Another thought provoking day, as every moment in Rwanda seems to end up being. To avoid clichés about devastation, horror and disbelief is impossible. To use the word 'another' in front of 'thought provoking' seems unfair and seems to debase the point - this isn't my intention at all.
The coaster at Nymata.

We have visited two different Genocide memorial sites today. Both of these are a long stretch from the sanitised environment if the main Genocide museum, in all its government- and internationally-sponsored glory overlooking the the dust and murk of L'Avenue de la Gendarmerie. These were time capsules.

The first site that we came to was Ntarama Church, about an hour outside of Kigali. The building, upon first glance, looks intact, but it is upon closer observation that one sees the hallmarks of war; a grenade hole in the wall, missing windows, bloodstained shirts and, finally, a glimpse of row upon row of human remains.

Inside, there is a strange smell, sweeter than the musky smell of an English church. This smell, you soon realise, is the smell of death. Death on clothes, on bones, on the floor. Death in the very molecules of clay that constitute this building that has long since ceased to be holy. The students are startled. One runs from the main building, covering his eyes, shouting. There is silence.

One of my students meets some locals.
A few rumbles of thunder roll in from the distance and the wind picks up. Some raggedly dressed kids come begging The heavens open in a great act of pathetic fallacy. Its time to leave. The rain continues all the way Nymata.

In Nymata, leafs are still heavy from the rain but life is starting to return to the muddy streets as Chris, a friend of Peter's, introduces us to Charles Mugabe - suddenly the Genocide's victims have a face and voice.

With Chris' soft tones translating Charles' even softer Kinyarwandan words, we are taken around the church building. Every scratch, shrapnel scar, row of stained clothes, broken door, cut on a leg, has a strong and shocking story.
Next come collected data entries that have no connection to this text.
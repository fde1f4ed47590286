use crate::common::{Actor, DomainResult, Page, PageParams, Role};
use crate::domains::orders::models::{Order, OrderStatus};
use crate::kernel::ServerDeps;

/// The calling client's orders, newest first.
pub async fn list_my_orders(
    deps: &ServerDeps,
    actor: Actor,
    status: Option<OrderStatus>,
    page: PageParams,
) -> DomainResult<Page<Order>> {
    actor.require(Role::Client)?;

    let (orders, count) = deps.orders.list_for_client(actor.id, status, page).await?;
    Ok(Page::new(orders, count, page))
}
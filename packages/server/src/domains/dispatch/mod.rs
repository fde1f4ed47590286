//! Dispatch domain - courier-facing order discovery and the claim race
//!
//! Couriers poll `available_orders` (ranked by distance to pickup when their
//! position is known) and claim with `accept_order`. Exactly one of any
//! number of concurrent claims on an order wins.

pub mod accept;
pub mod available;
pub mod ranking;

pub use accept::accept_order;
pub use available::{available_orders, AvailableOrder, CANDIDATE_LIMIT, RESULT_LIMIT};
pub use ranking::{GeoRanking, HaversineRanking, PostgresGeoRanking, RankCandidate, Ranked};
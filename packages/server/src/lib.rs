// Food delivery platform - API Core
//
// Order lifecycle, courier dispatch and live order tracking.
// Domain actions live in domains/*; infrastructure behind traits in kernel/.

pub mod common;
pub mod config;
pub mod domains;
pub mod kernel;
pub mod server;

pub use config::*;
Home of a sister murdered by Interahamwe.
Charles recounts how, as the Interahamwe Genocidaires systematically toyed with and killed all of those taking refuge in this House of God, he eventually had to hide, covered in the blood of his family members and the limbs of dead strangers, playing 'dead', in order to survive. He eventually escaped, but not before 2,000 other Tutsis and moderate Hutus had died immediately around him. How did that little boy recover from that? The tours must only be a mild form of catharsis as an adult. He eventually found a grandparent to care for him.

In the darkness and back in Kigali having procured an MTN sim card, I'll call home. The night is destined to take us to the One Love Bar - a Marley-esque evening of dancing and music with a slightly tipsy guide will help to take the edge off the afternoon for all of us.